Registers
Introduction
Welcome to the land of x86. The first thing you need to learn is where things are stored when you run instructions. What's in an instruction? What's a thing? Let's start with some simple math examples.
In math, you often have variables where you store things. Often, those things are numbers.
x = 10
x = x + 4
x = x / 2
x = x - 1
We can assign values, reassign values, and do general computation on them. The nice thing about math is that a variable has no size. When you think about assigning a value to x
, you never wonder: will the value fit in x? As an example:
x = 18446744073709551616
Note: From now on, 'x ** y' means x to the y power and 'x ^ y' means x xored with y.
In the last section, we talked about bits and hex. This value is actually 0xffffffffffffffff + 1
. The number of bits it would take to represent this number would be 65
bits (2 ** 64) + 1
. In computer science, when we say: "what is the size of x", we are usually talking about the number of bits that value takes up. To make things easier to say in a short sentence, we instead say the size in the number of bytes.
Recall: 8 bits == 1 byte
In x86, and most assembly languages, you have registers which act as variables for doing computation. In x86 (the 64 bit version), registers are 64 bits large (8 bytes). As you may be guessing, in x86 32 bit, the registers are 32 bits large.
Each register in x86 has a name. Here are their names:
rax
rbx
rcx
rdx
rbp
rsp
rsi
rdi
rip
r8
r9
r10
r11
r12
r13
r14
r15
For now, we just say that any of these registers can hold a number that is up to 64 bits large. In reality, each of these registers are used for different actions in x86. Here is a good register use reference list for later.
Using Registers
Each register can be accessed in different ways. Why must you always use all 64 bits of a register. Take this for example: say we want to set rax
== 0xffffffffffffffff
, but we already know rax
has 0xffffffff00000000
:
// we know rax = 0xffffffff00000000
eax = eax | 0xffffffff
// now rax = 0xffffffffffffffff
In this example we used a logical OR instruction covered in bits-and-logic to OR the bottom 32 bits of rax
. The way you access the bottom 32 bits or rax
is with eax
. It just so happens that every register has splits like this.

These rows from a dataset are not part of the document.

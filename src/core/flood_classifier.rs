//! Change detection and mask refinement against ancillary layers.
//!
//! Every refinement step only removes pixels from the flood mask; the
//! cropland mask is derived independently and intersected at the end.

use crate::core::edge_otsu::{EdgeOtsuThresholder, ThresholdResult};
use crate::core::raster::Raster;
use crate::core::region::Region;
use crate::types::SarResult;
use serde::{Deserialize, Serialize};

/// Thresholds of the post-processing steps
#[derive(Debug, Clone, PartialEq, Serialize, Deserialize)]
#[serde(default)]
pub struct ClassifierParams {
    /// Months per year of water occurrence marking permanent water
    pub permanent_water_months: f32,
    /// Minimum connected flood pixels (8-connectivity)
    pub min_connected_pixels: usize,
    /// Cap for the connectivity count
    pub connectivity_cap: usize,
    /// Pixels at or above this slope (degrees) are removed
    pub max_slope_deg: f32,
    /// Land-cover class code for cropland
    pub cropland_class: f32,
    /// Classification confidence (percent) a cropland pixel must exceed
    pub accuracy_threshold: f32,
}

impl Default for ClassifierParams {
    fn default() -> Self {
        Self {
            permanent_water_months: 8.0,
            min_connected_pixels: 8,
            connectivity_cap: 100,
            max_slope_deg: 5.0,
            cropland_class: 40.0,
            accuracy_threshold: 50.0,
        }
    }
}

/// Read-only layers aligned to the SAR grid
#[derive(Debug, Clone)]
pub struct AncillaryLayers {
    /// Water occurrence in months per year (0-12)
    pub water_occurrence: Raster,
    /// Terrain slope in degrees
    pub slope: Raster,
    /// Discrete land-cover class codes
    pub landcover: Raster,
    /// Land-cover classification confidence (0-100)
    pub landcover_confidence: Raster,
}

impl AncillaryLayers {
    fn ensure_grid(&self, reference: &Raster) -> SarResult<()> {
        reference.ensure_same_grid(&self.water_occurrence)?;
        reference.ensure_same_grid(&self.slope)?;
        reference.ensure_same_grid(&self.landcover)?;
        reference.ensure_same_grid(&self.landcover_confidence)
    }
}

/// Final masks; each is 1 where set and invalid elsewhere
#[derive(Debug, Clone)]
pub struct FloodMasks {
    pub flood: Raster,
    pub cropland: Raster,
    pub flooded_cropland: Raster,
}

#[derive(Debug, Clone)]
pub struct ClassificationResult {
    /// During-event minus pre-event backscatter (dB)
    pub difference: Raster,
    pub threshold: ThresholdResult,
    pub masks: FloodMasks,
}

pub struct FloodClassifier {
    params: ClassifierParams,
    thresholder: EdgeOtsuThresholder,
}

impl FloodClassifier {
    pub fn new(params: ClassifierParams, thresholder: EdgeOtsuThresholder) -> Self {
        Self { params, thresholder }
    }

    pub fn params(&self) -> &ClassifierParams {
        &self.params
    }

    /// Full classification of filtered pre/during mosaics
    pub fn classify(
        &self,
        pre: &Raster,
        during: &Raster,
        ancillary: &AncillaryLayers,
        region: &Region,
    ) -> SarResult<ClassificationResult> {
        pre.ensure_same_grid(during)?;
        ancillary.ensure_grid(pre)?;

        let band = self.thresholder.params().band_name.clone();
        let difference = during.subtract(pre)?.renamed(&band);
        log::info!("Change detection layer '{}' on {}", band, pre.grid().describe());

        let threshold = self.thresholder.threshold_band(std::slice::from_ref(&difference), region)?;
        let flood = self.refine_flood(&threshold.water, ancillary)?;
        let cropland = self.cropland_mask(ancillary)?;
        let flooded_cropland = flood.update_mask(&cropland)?.renamed("flooded_cropland");

        log::info!(
            "Flood pixels: {}, cropland pixels: {}, flooded cropland pixels: {}",
            flood.valid_count(),
            cropland.valid_count(),
            flooded_cropland.valid_count()
        );

        Ok(ClassificationResult {
            difference,
            threshold,
            masks: FloodMasks {
                flood,
                cropland,
                flooded_cropland,
            },
        })
    }

    /// Permanent water, connectivity and slope refinement of a raw 0/1 layer
    pub fn refine_flood(&self, raw: &Raster, ancillary: &AncillaryLayers) -> SarResult<Raster> {
        ancillary.ensure_grid(raw)?;
        let p = &self.params;

        let permanent = ancillary.water_occurrence.gte(p.permanent_water_months);
        let flood = raw.where_mask(&permanent, 0.0)?.self_mask();
        log::debug!("After permanent water removal: {} pixels", flood.valid_count());

        let connections = flood.connected_pixel_count(p.connectivity_cap, true);
        let flood = flood.update_mask(&connections.gte(p.min_connected_pixels as f32))?;
        log::debug!("After connectivity filter: {} pixels", flood.valid_count());

        let flood = flood.update_mask(&ancillary.slope.lt(p.max_slope_deg))?;
        log::debug!("After slope filter: {} pixels", flood.valid_count());

        Ok(flood.renamed("flood"))
    }

    /// Cropland class with sufficient classification confidence
    pub fn cropland_mask(&self, ancillary: &AncillaryLayers) -> SarResult<Raster> {
        let p = &self.params;
        let confident = ancillary.landcover_confidence.gt(p.accuracy_threshold);
        let cropland = ancillary
            .landcover
            .eq_value(p.cropland_class)
            .update_mask(&confident)?
            .self_mask()
            .renamed("cropland");
        if cropland.valid_count() == 0 {
            log::warn!(
                "No cropland pixels (class {}, confidence > {})",
                p.cropland_class,
                p.accuracy_threshold
            );
        }
        Ok(cropland)
    }
}

#[cfg(test)]
mod tests {
    use super::*;
    use crate::core::edge_otsu::EdgeOtsuParams;
    use crate::types::{CoordinateSystem, GeoTransform, GridSpec, Units};
    use ndarray::Array2;

    const N: usize = 12;

    fn grid() -> GridSpec {
        GridSpec::new(
            N,
            N,
            GeoTransform::north_up(0.0, N as f64 * 10.0, 10.0, -10.0),
            CoordinateSystem::Projected { epsg: 32642 },
        )
    }

    fn layer(f: impl Fn(usize, usize) -> f32) -> Raster {
        Raster::new("layer", Units::Unitless, grid(), Array2::from_shape_fn((N, N), |(r, c)| f(r, c))).unwrap()
    }

    fn ancillary() -> AncillaryLayers {
        AncillaryLayers {
            // Permanent water in the top-left 3x3 corner
            water_occurrence: layer(|r, c| if r < 3 && c < 3 { 12.0 } else { 0.0 }),
            // Steep strip along the last column
            slope: layer(|_, c| if c == N - 1 { 20.0 } else { 1.0 }),
            // Cropland in the left half, confident except in row 0
            landcover: layer(|_, c| if c < N / 2 { 40.0 } else { 20.0 }),
            landcover_confidence: layer(|r, _| if r == 0 { 30.0 } else { 80.0 }),
        }
    }

    fn classifier() -> FloodClassifier {
        FloodClassifier::new(
            ClassifierParams::default(),
            EdgeOtsuThresholder::new(EdgeOtsuParams::default()).unwrap(),
        )
    }

    #[test]
    fn test_permanent_water_never_flooded() {
        let raw = layer(|_, _| 1.0);
        let flood = classifier().refine_flood(&raw, &ancillary()).unwrap();
        for r in 0..3 {
            for c in 0..3 {
                assert_eq!(flood.get(r, c), None);
            }
        }
        assert_eq!(flood.get(5, 5), Some(1.0));
    }

    #[test]
    fn test_isolated_pixels_and_steep_terrain_removed() {
        // A lone pixel and a 3x3 block in open terrain
        let raw = layer(|r, c| {
            if (r == 6 && c == 9) || ((6..9).contains(&r) && (3..6).contains(&c)) {
                1.0
            } else {
                0.0
            }
        });
        let flood = classifier().refine_flood(&raw, &ancillary()).unwrap();
        assert_eq!(flood.get(6, 9), None);
        assert_eq!(flood.valid_count(), 9);

        let edge = layer(|r, c| if r >= 4 && r < 8 && c >= N - 3 { 1.0 } else { 0.0 });
        let flood = classifier().refine_flood(&edge, &ancillary()).unwrap();
        assert_eq!(flood.get(5, N - 1), None);
        assert_eq!(flood.get(5, N - 2), Some(1.0));
    }

    #[test]
    fn test_cropland_requires_confidence() {
        let cropland = classifier().cropland_mask(&ancillary()).unwrap();
        assert_eq!(cropland.get(0, 0), None);
        assert_eq!(cropland.get(1, 0), Some(1.0));
        assert_eq!(cropland.get(1, N - 1), None);
        assert_eq!(cropland.valid_count(), (N - 1) * N / 2);
    }

    #[test]
    fn test_flooded_cropland_is_subset() {
        let anc = ancillary();
        let c = classifier();
        let raw = layer(|r, c| if (r + c) % 5 != 0 { 1.0 } else { 0.0 });
        let flood = c.refine_flood(&raw, &anc).unwrap();
        let cropland = c.cropland_mask(&anc).unwrap();
        let flooded_cropland = flood.update_mask(&cropland).unwrap();
        for r in 0..N {
            for col in 0..N {
                if flooded_cropland.is_valid(r, col) {
                    assert!(flood.is_valid(r, col) && cropland.is_valid(r, col));
                }
            }
        }
    }

    #[test]
    fn test_misaligned_ancillary_rejected() {
        let mut anc = ancillary();
        anc.slope = Raster::filled("slope", Units::Unitless, GridSpec { rows: N + 1, ..grid() }, 0.0);
        assert!(classifier().refine_flood(&layer(|_, _| 1.0), &anc).is_err());
    }
}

Here is an illustration of all the bits and how you can access them:
MSB 32 16 8 0
+----------------------------------------+
| rax |
+--------------------+-------------------+
| eax |
+---------+---------+
| ax |
+----+----+
| ah | al |
+----+----+
MSB here stands for Most Significant Bit, or the high part we referred to earlier. As an example, you can access the first 8 bits of rax
by reading from al
. All registers have name access like this. See this reference for more use cases. In most cases, you just change the first two letters to access different parts like shown above.
Special Registers
Some registers are special and will make more sense later. Here they are:
- rbp: the stack base pointer (bp)
- rip: the instruction pointer (ip)
- rsp: the stack pointer (sp)